Beta Hatch, a pioneering ingredient manufacturer and the leading insects-as-feed company, has announced the grand opening of its flagship operation in Cashmere, Wash. Designed in collaboration with McKinstry, a national construction and energy services firm, the 50,000-square-foot project is the largest mealworm production facility for animal feed in North America and one of the largest insect production farms of its kind in the world.
To further its mission of industrializing insect farming within a regenerative food system—and scale commercial production to meet demand for thousands of tons of sustainable, traceable and responsibly sourced protein—Beta Hatch partnered with McKinstry to not only conquer the complexity involved in making such a unique system work, but also to ensure the project would meet, if not exceed, the company’s ambitious sustainability goals.
“An endeavor like this requires a really creative and iterative design process, and that’s something McKinstry promised and expertly delivered in the development of this project,” says Virginia Emery, founder and CEO of Beta Hatch. “The core value of insects in our food system is in improving the sustainability of protein and other ingredients. We take great pride in our intentional and consistent effort to build efficiency into the core of everything we do. This new facility’s heat recapture system is a prime example of taking that sustainability and efficiency to the next level.”
At the Cashmere site, 100 percent of Beta Hatch’s electricity comes from renewable energy sources. The facility now also achieves unique energy efficiency gains and reuse of old infrastructure in a sustainable and cost-efficient manner.

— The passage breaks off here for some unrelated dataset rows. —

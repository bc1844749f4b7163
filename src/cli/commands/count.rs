//! `wordfreq count`: run the counter over files and report the history

use anyhow::{Result, bail};
use clap::Args;
use serde::Serialize;
use std::collections::HashMap;
use std::path::{Path, PathBuf};

use crate::cli::Output;
use crate::config::{ConfigFormat, WordfreqConfig};
use crate::corpus;
use crate::counter::{
    CountSession, ExecutionMode, ExecutionRecord, HistorySummary, SourceBatch,
};

#[derive(Args, Debug)]
pub struct CountArgs {
    /// Files or directories to count (default: the configured working directory)
    #[arg(value_name = "PATH")]
    pub paths: Vec<PathBuf>,

    /// Counting strategy
    #[arg(long, value_enum, default_value = "both")]
    pub mode: ModeSelection,

    /// Runs per selected mode
    #[arg(long, default_value = "1", value_parser = clap::value_parser!(u32).range(1..))]
    pub runs: u32,

    /// Most/least used words kept per execution (1-5)
    #[arg(long)]
    pub top: Option<usize>,

    /// Maximum worker threads for parallel runs
    #[arg(long)]
    pub workers: Option<usize>,

    /// File size in kb to report (default: configured size, or measured for explicit paths)
    #[arg(long, value_name = "KB")]
    pub file_size: Option<u64>,

    /// Report format
    #[arg(long, value_enum, default_value = "text")]
    pub format: ReportFormat,

    /// Hide progress bars
    #[arg(long)]
    pub no_progress: bool,
}

#[derive(Clone, Copy, Debug, PartialEq, Eq, clap::ValueEnum)]
pub enum ModeSelection {
    Sequential,
    Parallel,
    /// Sequential then parallel each round, checking both agree
    Both,
}

impl ModeSelection {
    fn modes(self) -> &'static [ExecutionMode] {
        match self {
            ModeSelection::Sequential => &[ExecutionMode::Sequential],
            ModeSelection::Parallel => &[ExecutionMode::Parallel],
            ModeSelection::Both => &ExecutionMode::ALL,
        }
    }
}

#[derive(Clone, Copy, Debug, PartialEq, Eq, clap::ValueEnum)]
pub enum ReportFormat {
    Text,
    Json,
    Yaml,
}

/// Machine-readable report for `--format json|yaml`
#[derive(Serialize)]
struct CountReport<'a> {
    records: &'a [ExecutionRecord],
    summary: HistorySummary,
}

pub fn execute(args: CountArgs, config_path: Option<&str>, output: &Output) -> Result<()> {
    let mut config = WordfreqConfig::load(config_path)?;
    apply_overrides(&mut config, &args);
    config.validate()?;

    // Structured reports own stdout
    let silent;
    let output = if args.format == ReportFormat::Text {
        output
    } else {
        silent = Output::new(false, true);
        &silent
    };

    let batch = load_batch(&args, &config)?;
    if batch.is_empty() {
        output.warning("No files to count, runs will record empty rankings");
    } else {
        output.verbose(&format!(
            "Loaded {} files ({}kb each)",
            batch.len(),
            batch.file_size_kb
        ));
    }

    let mut session = CountSession::new(config.counter.clone());
    if args.no_progress || output.is_quiet() || args.format != ReportFormat::Text {
        session = session.without_progress();
    }

    for round in 1..=args.runs {
        let mut round_counts: Option<(ExecutionMode, HashMap<String, u64>)> = None;

        for &mode in args.mode.modes() {
            let report = session.run(mode, &batch)?;
            tracing::debug!(
                "Round {} {} run: {} tokens on {} workers",
                round,
                mode,
                report.tokens,
                report.workers
            );
            if args.format == ReportFormat::Text {
                output.execution(&report.record);
            }

            if args.mode == ModeSelection::Both {
                let counts = report.ranking.to_counts();
                if let Some((first_mode, first_counts)) = &round_counts {
                    if *first_counts != counts {
                        bail!(
                            "{} and {} runs produced different counts in round {}",
                            first_mode,
                            mode,
                            round
                        );
                    }
                } else {
                    round_counts = Some((mode, counts));
                }
            }
        }
    }

    match args.format {
        ReportFormat::Text => {
            output.history(session.history());
            if args.mode == ModeSelection::Both {
                output.success("Sequential and parallel runs produced identical counts");
            }
        }
        ReportFormat::Json | ReportFormat::Yaml => {
            let format = if args.format == ReportFormat::Json {
                ConfigFormat::Json
            } else {
                ConfigFormat::Yaml
            };
            let report = CountReport {
                records: session.history().records(),
                summary: session.history().summary(),
            };
            println!("{}", format.serialize(&report)?);
        }
    }

    Ok(())
}

fn apply_overrides(config: &mut WordfreqConfig, args: &CountArgs) {
    if let Some(top) = args.top {
        config.counter.top_words = top;
    }
    if let Some(workers) = args.workers {
        config.counter.max_threads = workers;
    }
    if args.no_progress {
        config.counter.progress = false;
    }
}

fn load_batch(args: &CountArgs, config: &WordfreqConfig) -> Result<SourceBatch> {
    if args.paths.is_empty() {
        let dir = Path::new(&config.corpus.working_dir);
        let sources = corpus::load_working_set(dir)?;
        let size_kb = args.file_size.unwrap_or(config.corpus.size_kb);
        return Ok(SourceBatch::new(sources, size_kb));
    }

    let sources = corpus::load_sources(&args.paths)?;
    Ok(match args.file_size {
        Some(size_kb) => SourceBatch::new(sources, size_kb),
        None => SourceBatch::with_measured_size(sources),
    })
}

#[cfg(test)]
mod tests {
    use super::*;
    use crate::cli::Cli;
    use crate::cli::commands::Commands;
    use clap::Parser;

    fn parse(args: &[&str]) -> CountArgs {
        let mut argv = vec!["wordfreq", "count"];
        argv.extend_from_slice(args);
        match Cli::parse_from(argv).command {
            Some(Commands::Count(args)) => args,
            _ => panic!("expected count command"),
        }
    }

    #[test]
    fn test_defaults() {
        let args = parse(&[]);
        assert_eq!(args.mode, ModeSelection::Both);
        assert_eq!(args.runs, 1);
        assert_eq!(args.format, ReportFormat::Text);
        assert!(args.paths.is_empty());
    }

    #[test]
    fn test_zero_runs_rejected() {
        let result = Cli::try_parse_from(["wordfreq", "count", "--runs", "0"]);
        assert!(result.is_err());
    }

    #[test]
    fn test_overrides_apply_on_top_of_config() {
        let args = parse(&["--top", "3", "--workers", "2", "--no-progress"]);
        let mut config = WordfreqConfig::default();
        apply_overrides(&mut config, &args);

        assert_eq!(config.counter.top_words, 3);
        assert_eq!(config.counter.max_threads, 2);
        assert!(!config.counter.progress);
        assert_eq!(config.counter.thread_percentage, 100);
    }

    #[test]
    fn test_top_override_is_validated() {
        let args = parse(&["--top", "8"]);
        let mut config = WordfreqConfig::default();
        apply_overrides(&mut config, &args);

        let err = config.validate().unwrap_err();
        assert!(err.to_string().contains("counter.top_words"));
    }

    #[test]
    fn test_mode_selection_order() {
        assert_eq!(
            ModeSelection::Both.modes(),
            &[ExecutionMode::Sequential, ExecutionMode::Parallel]
        );
        assert_eq!(ModeSelection::Parallel.modes(), &[ExecutionMode::Parallel]);
    }

    #[test]
    fn test_load_batch_measures_explicit_paths() {
        let dir = tempfile::TempDir::new().unwrap();
        let file = dir.path().join("a.txt");
        std::fs::write(&file, "x".repeat(3000)).unwrap();

        let args = parse(&[file.to_str().unwrap()]);
        let batch = load_batch(&args, &WordfreqConfig::default()).unwrap();
        assert_eq!(batch.len(), 1);
        assert_eq!(batch.file_size_kb, 3);
    }
}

“This new production facility demonstrates how existing buildings can be reimagined to deliver tangible sustainability and impact, rather than just physical space,” says David Carroll, McKinstry construction project executive. “This was possible thanks to the alchemy of Beta Hatch’s approach to prioritizing sustainable energy and zero-waste practices at its facilities combined with McKinstry’s relentless commitment to eliminating waste from our built environment.”
Funded in part by the Washington State Department of Commerce Clean Energy Fund, the production process itself is a zero-waste system, starting with the mealworms feeding on organic byproducts, and ending with the mealworms and their frass being used for feed and fertilizer.
Through proprietary HVAC innovations, excess heat from network equipment at a neighboring data center is captured and used as the main source of heat to control the environment in Beta Hatch’s state-of-the-art grow rooms. The grow rooms take advantage of vertical farming space to create over six acres of insect production surface. This enables a huge yield from a minimal footprint producing at approximately 5000 times the acre yield of soy and has reduced Beta Hatch’s electrical footprint by about half—all while creating a sustainable protein source for animal feed at an industrial scale. Moreover, it marks an important evolution toward a future of farming that is designed and equipped to feed a growing global population.